# What does mature code base mean?



## Tom Smits (Jan 27, 2016)

https://www.freebsd.org/doc/en/articles/explaining-bsd/comparing-bsd-and-linux.html
"In general, BSD systems have a better reputation for reliability, mainly as a result of the more mature code base."
What does mature mean? Can someone also give me examples?


----------



## SirDice (Jan 27, 2016)

Just have a look at a dictionary and see what "mature" means: http://www.merriam-webster.com/dictionary/mature


----------



## kpa (Jan 27, 2016)

It means that it has gone trough a very long and uninterrupted period of constant development and maintainence by people who are considered to be experts of the field.


----------



## wblock@ (Jan 27, 2016)

I would say that "mature" means it has been around long enough so that all major and most minor bugs have been found and fixed.


----------



## fnoyanisi (Feb 5, 2016)

This link should give you an idea why the term "mature code base" is used.

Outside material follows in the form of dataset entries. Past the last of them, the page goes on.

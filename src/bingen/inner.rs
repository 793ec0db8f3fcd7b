//! The per-kernel inner CAL ELF.
//!
//! The inner binary is a hand-packed 32-bit ELF with a fixed prefix layout:
//! header at 0x0, three program headers at 0x34, the CAL encoding entry at
//! 0x94, a 40-byte `.shstrtab` at 0xa8, six section headers at 0xd0 and the
//! CAL notes at 0x1c0. Code, data, a one-entry null symbol table and a
//! 2-byte string table follow the notes. The offsets are validated by tests
//! rather than recomputed from running cursors.

use flagset::FlagSet;
use num_traits::ToPrimitive;

use crate::consts::{CalNoteType, CAL_NOTE_NAME};
use crate::metadata::{
    KernelArgType, KernelConfig, KernelResources, PtrAccess, PtrSpace, TempKernelConfig,
};
use crate::quirks::DriverQuirks;
use crate::{AsmError, GpuDeviceType};

use super::{put_u16, put_u32, KernelInput};

/// File offset of the program headers.
pub const INNER_PHDR_OFFSET: usize = 0x34;
/// File offset of the CAL encoding entry.
pub const INNER_CALENC_OFFSET: usize = 0x94;
/// File offset of the inner `.shstrtab` content.
pub const INNER_SHSTRTAB_OFFSET: usize = 0xa8;
/// File offset of the inner section headers.
pub const INNER_SHDR_OFFSET: usize = 0xd0;
/// File offset of the first CAL note.
pub const INNER_NOTES_OFFSET: usize = 0x1c0;

/// Size of the zero-filled default `.data` section.
const DEFAULT_DATA_SIZE: usize = 4736;

const INNER_SHSTRTAB: &[u8; 40] = b"\0.shstrtab\0.text\0.data\0.symtab\0.strtab\0\0";

/// Header of one CAL note.
#[derive(Debug, Clone, Copy, PartialEq, Eq)]
pub struct CalNoteHeader {
    /// Size of the name field, always 8.
    pub name_size: u32,
    /// A [`CalNoteType`](crate::consts::CalNoteType) value.
    pub note_type: u32,
    /// Size of the note body.
    pub desc_size: u32,
    /// `"ATI CAL\0"`.
    pub name: [u8; 8],
}

impl CalNoteHeader {
    /// A well-formed header for a note of `desc_size` body bytes.
    pub fn new(note_type: CalNoteType, desc_size: u32) -> Self {
        CalNoteHeader {
            name_size: 8,
            note_type: note_type.to_u32().unwrap_or(0),
            desc_size,
            name: CAL_NOTE_NAME,
        }
    }
}

/// A pre-baked CAL note passed through verbatim.
#[derive(Debug, Clone)]
pub struct CalNoteInput {
    /// Note header; `desc_size` must match `data.len()`.
    pub header: CalNoteHeader,
    /// Note body.
    pub data: Vec<u8>,
}

fn put_note_header(out: &mut Vec<u8>, note_type: CalNoteType, desc_size: u32) {
    put_u32(out, 8);
    put_u32(out, note_type.to_u32().unwrap_or(0));
    put_u32(out, desc_size);
    out.extend_from_slice(&CAL_NOTE_NAME);
}

fn put_uav_entry(out: &mut Vec<u8>, id: u32, kind: u32, third: u32) {
    put_u32(out, id);
    put_u32(out, kind);
    put_u32(out, third);
    put_u32(out, 5);
}

/// The 32-byte kernel header placed after the metadata in `.rodata`.
pub(crate) fn kernel_header(
    config: &KernelConfig,
    tcfg: &TempKernelConfig,
    quirks: &DriverQuirks,
    is_64bit: bool,
) -> Vec<u8> {
    let mut out = Vec::with_capacity(32);
    put_u32(
        &mut out,
        if quirks.uav_private_in_header {
            tcfg.uav_private
        } else {
            0
        },
    );
    put_u32(&mut out, 0);
    put_u32(&mut out, tcfg.uav_private);
    put_u32(&mut out, config.hw_local_size);
    put_u32(&mut out, if is_64bit { 8 } else { 0 });
    put_u32(&mut out, 1);
    put_u32(&mut out, 0);
    put_u32(&mut out, 0);
    out
}

/// CAL notes synthesized from a kernel configuration, in the fixed order the
/// driver expects.
fn build_cal_notes(
    config: &KernelConfig,
    tcfg: &TempKernelConfig,
    res: &KernelResources,
    quirks: &DriverQuirks,
) -> Vec<u8> {
    let mut out = Vec::new();

    // INPUTS: one word per read-only image
    put_note_header(&mut out, CalNoteType::Inputs, 4 * res.read_only_images);
    for k in 0..res.read_only_images {
        put_u32(
            &mut out,
            if quirks.reversed_input_order {
                res.read_only_images - k - 1
            } else {
                k
            },
        );
    }
    put_note_header(&mut out, CalNoteType::Outputs, 0);

    // UAV table
    put_note_header(&mut out, CalNoteType::Uav, 16 * res.uavs_num);
    if quirks.older_than_1124 {
        // write-only images first, then the global buffers
        for k in 0..res.write_only_images {
            put_u32(&mut out, k);
            put_u32(&mut out, 2);
            put_u32(&mut out, 2);
            put_u32(&mut out, 3);
        }
        let globals = res.uavs_num - res.write_only_images - 1;
        for k in 0..globals {
            put_uav_entry(&mut out, k + tcfg.uav_id + 1, 4, 0);
        }
    } else {
        // in source-argument order
        let mut write_only_count: u32 = 0;
        let mut uav_ids_count = tcfg.uav_id + 1;
        let mut not_used_emitted = false;
        for arg in &config.args {
            if arg.arg_type.is_image() {
                let access = arg.ptr_access
                    & (PtrAccess::ReadOnly | PtrAccess::WriteOnly | PtrAccess::ReadWrite);
                if access == FlagSet::from(PtrAccess::WriteOnly) {
                    put_uav_entry(&mut out, write_only_count, 2, 2);
                    write_only_count += 1;
                }
            } else if arg.arg_type == KernelArgType::Pointer
                && arg.ptr_space == PtrSpace::Global
            {
                if arg.used {
                    put_uav_entry(&mut out, uav_ids_count, 4, 0);
                    uav_ids_count += 1;
                } else if !not_used_emitted {
                    put_uav_entry(&mut out, tcfg.uav_id, 4, 0);
                    not_used_emitted = true;
                }
            }
        }
    }
    if quirks.older_than_1384 {
        put_uav_entry(&mut out, tcfg.private_id, 3, 0);
    } else {
        put_uav_entry(&mut out, tcfg.uav_id, 4, 0);
    }

    put_note_header(&mut out, CalNoteType::CondOut, 4);
    put_u32(&mut out, config.cond_out);
    put_note_header(&mut out, CalNoteType::Float32Consts, 0);
    put_note_header(&mut out, CalNoteType::Int32Consts, 0);
    put_note_header(&mut out, CalNoteType::Bool32Consts, 0);
    put_note_header(&mut out, CalNoteType::EarlyExit, 4);
    put_u32(&mut out, config.early_exit);
    put_note_header(&mut out, CalNoteType::GlobalBuffers, 0);
    put_note_header(&mut out, CalNoteType::ConstantBuffers, 8 * res.const_buffers_num);
    out.resize(out.len() + 8 * res.const_buffers_num as usize, 0);
    put_note_header(&mut out, CalNoteType::ScratchBuffers, 4);
    put_u32(&mut out, config.scratch_buffer_size);
    put_note_header(&mut out, CalNoteType::PersistentBuffers, 0);
    out
}

/// Builds one inner kernel ELF.
pub(crate) fn build_inner_binary(
    kernel: &KernelInput,
    synth: Option<(&TempKernelConfig, &KernelResources)>,
    quirks: &DriverQuirks,
    device: GpuDeviceType,
) -> Result<Vec<u8>, AsmError> {
    let notes = match synth {
        Some((tcfg, res)) => build_cal_notes(&kernel.config, tcfg, res, quirks),
        None => {
            let mut notes = Vec::new();
            for note in &kernel.cal_notes {
                if note.header.desc_size as usize != note.data.len() {
                    return Err(AsmError::Range(
                        "CAL note descSize does not match its data".into(),
                    ));
                }
                put_u32(&mut notes, note.header.name_size);
                put_u32(&mut notes, note.header.note_type);
                put_u32(&mut notes, note.header.desc_size);
                notes.extend_from_slice(&note.header.name);
                notes.extend_from_slice(&note.data);
            }
            notes
        }
    };

    let code_size = kernel.code.len();
    let data_size = kernel
        .data
        .as_ref()
        .map(Vec::len)
        .unwrap_or(DEFAULT_DATA_SIZE);
    let text_offset = INNER_NOTES_OFFSET + notes.len();
    let data_offset = text_offset + code_size;
    let symtab_offset = data_offset + data_size;
    let strtab_offset = symtab_offset + 16;
    let total = strtab_offset + 2;

    let mut out = Vec::with_capacity(total);

    // ELF header
    out.extend_from_slice(&[
        0x7f, b'E', b'L', b'F', 1, 1, 1, 0x64, 0, 0, 0, 0, 0, 0, 0, 0,
    ]);
    put_u16(&mut out, 2); // ET_EXEC
    put_u16(&mut out, 0x7d);
    put_u32(&mut out, 1); // EV_CURRENT
    put_u32(&mut out, 0); // e_entry
    put_u32(&mut out, INNER_PHDR_OFFSET as u32);
    put_u32(&mut out, INNER_SHDR_OFFSET as u32);
    put_u32(&mut out, 1); // e_flags
    put_u16(&mut out, 52); // e_ehsize
    put_u16(&mut out, 32); // e_phentsize
    put_u16(&mut out, 3); // e_phnum
    put_u16(&mut out, 40); // e_shentsize
    put_u16(&mut out, 6); // e_shnum
    put_u16(&mut out, 1); // e_shstrndx
    debug_assert_eq!(out.len(), INNER_PHDR_OFFSET);

    // program headers: CAL encoding dictionary, notes, load
    put_phdr(&mut out, 0x7000_0002, INNER_CALENC_OFFSET as u32, 20);
    put_phdr(&mut out, 4, INNER_NOTES_OFFSET as u32, notes.len() as u32);
    put_phdr(
        &mut out,
        1,
        text_offset as u32,
        (code_size + data_size) as u32,
    );
    debug_assert_eq!(out.len(), INNER_CALENC_OFFSET);

    // CAL encoding entry
    put_u32(&mut out, 4);
    put_u32(&mut out, u32::from(device.inner_machine()));
    put_u32(&mut out, 0);
    put_u32(&mut out, INNER_NOTES_OFFSET as u32);
    put_u32(&mut out, (notes.len() + code_size + data_size) as u32);
    debug_assert_eq!(out.len(), INNER_SHSTRTAB_OFFSET);

    out.extend_from_slice(INNER_SHSTRTAB);
    debug_assert_eq!(out.len(), INNER_SHDR_OFFSET);

    // section headers
    put_inner_shdr(&mut out, 0, 0, 0, 0, 0, 0);
    put_inner_shdr(&mut out, 1, 3, INNER_SHSTRTAB_OFFSET as u32, 40, 0, 0);
    put_inner_shdr(&mut out, 11, 1, text_offset as u32, code_size as u32, 0, 0);
    put_inner_shdr(&mut out, 17, 1, data_offset as u32, data_size as u32, 0, 0);
    put_inner_shdr(&mut out, 23, 2, symtab_offset as u32, 16, 5, 16);
    put_inner_shdr(&mut out, 31, 3, strtab_offset as u32, 2, 0, 0);
    debug_assert_eq!(out.len(), INNER_NOTES_OFFSET);

    out.extend_from_slice(&notes);
    out.extend_from_slice(&kernel.code);
    match &kernel.data {
        Some(data) => out.extend_from_slice(data),
        None => out.resize(out.len() + DEFAULT_DATA_SIZE, 0),
    }
    // one null symbol and an empty string table
    out.resize(out.len() + 16 + 2, 0);
    debug_assert_eq!(out.len(), total);
    Ok(out)
}

fn put_phdr(out: &mut Vec<u8>, p_type: u32, offset: u32, filesz: u32) {
    put_u32(out, p_type);
    put_u32(out, offset);
    put_u32(out, 0); // p_vaddr
    put_u32(out, 0); // p_paddr
    put_u32(out, filesz);
    put_u32(out, 0); // p_memsz
    put_u32(out, 0); // p_flags
    put_u32(out, 0); // p_align
}

fn put_inner_shdr(
    out: &mut Vec<u8>,
    name: u32,
    sh_type: u32,
    offset: u32,
    size: u32,
    link: u32,
    entsize: u32,
) {
    put_u32(out, name);
    put_u32(out, sh_type);
    put_u32(out, 0); // sh_flags
    put_u32(out, 0); // sh_addr
    put_u32(out, if sh_type == 0 { 0 } else { offset });
    put_u32(out, size);
    put_u32(out, link);
    put_u32(out, 0); // sh_info
    put_u32(out, 0); // sh_addralign
    put_u32(out, entsize);
}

FreeBSD is a direct descendent of Net/2 Release -> 386BSD

This picture gives a quick history.


----------



## hashime (Feb 5, 2016)

It's just marketing, don't think about it too much.
Basically means FreeBSD is old.


----------



## SirDice (Feb 5, 2016)

hashime said:


> Basically means FreeBSD is old.


MS-DOS is old. OS/2 is old. Betty White is old, Nicole Kidman is mature. 

Subtle difference


----------



## fnoyanisi (Feb 6, 2016)

hashime said:


> It's just marketing, don't think about it too much.
> Basically means FreeBSD is old.


FreeBSD is evolving, being developed and being added new features continuously to keep up with people's & industry's demands. That's why it is not old, but mature.

There is a difference


----------



## hashime (Feb 6, 2016)

I stand corrected


----------



## Crivens (Feb 6, 2016)

When it comes to job offers, the term "you will work on a mature code base" usually meany that you will be in a world of pain and struggeling in a total mess of code kept together by spit and shoe strings, plus good hope.
In these terms, a lot of other projects might be labeled "mature code base", but *BSDs would then be something else.


----------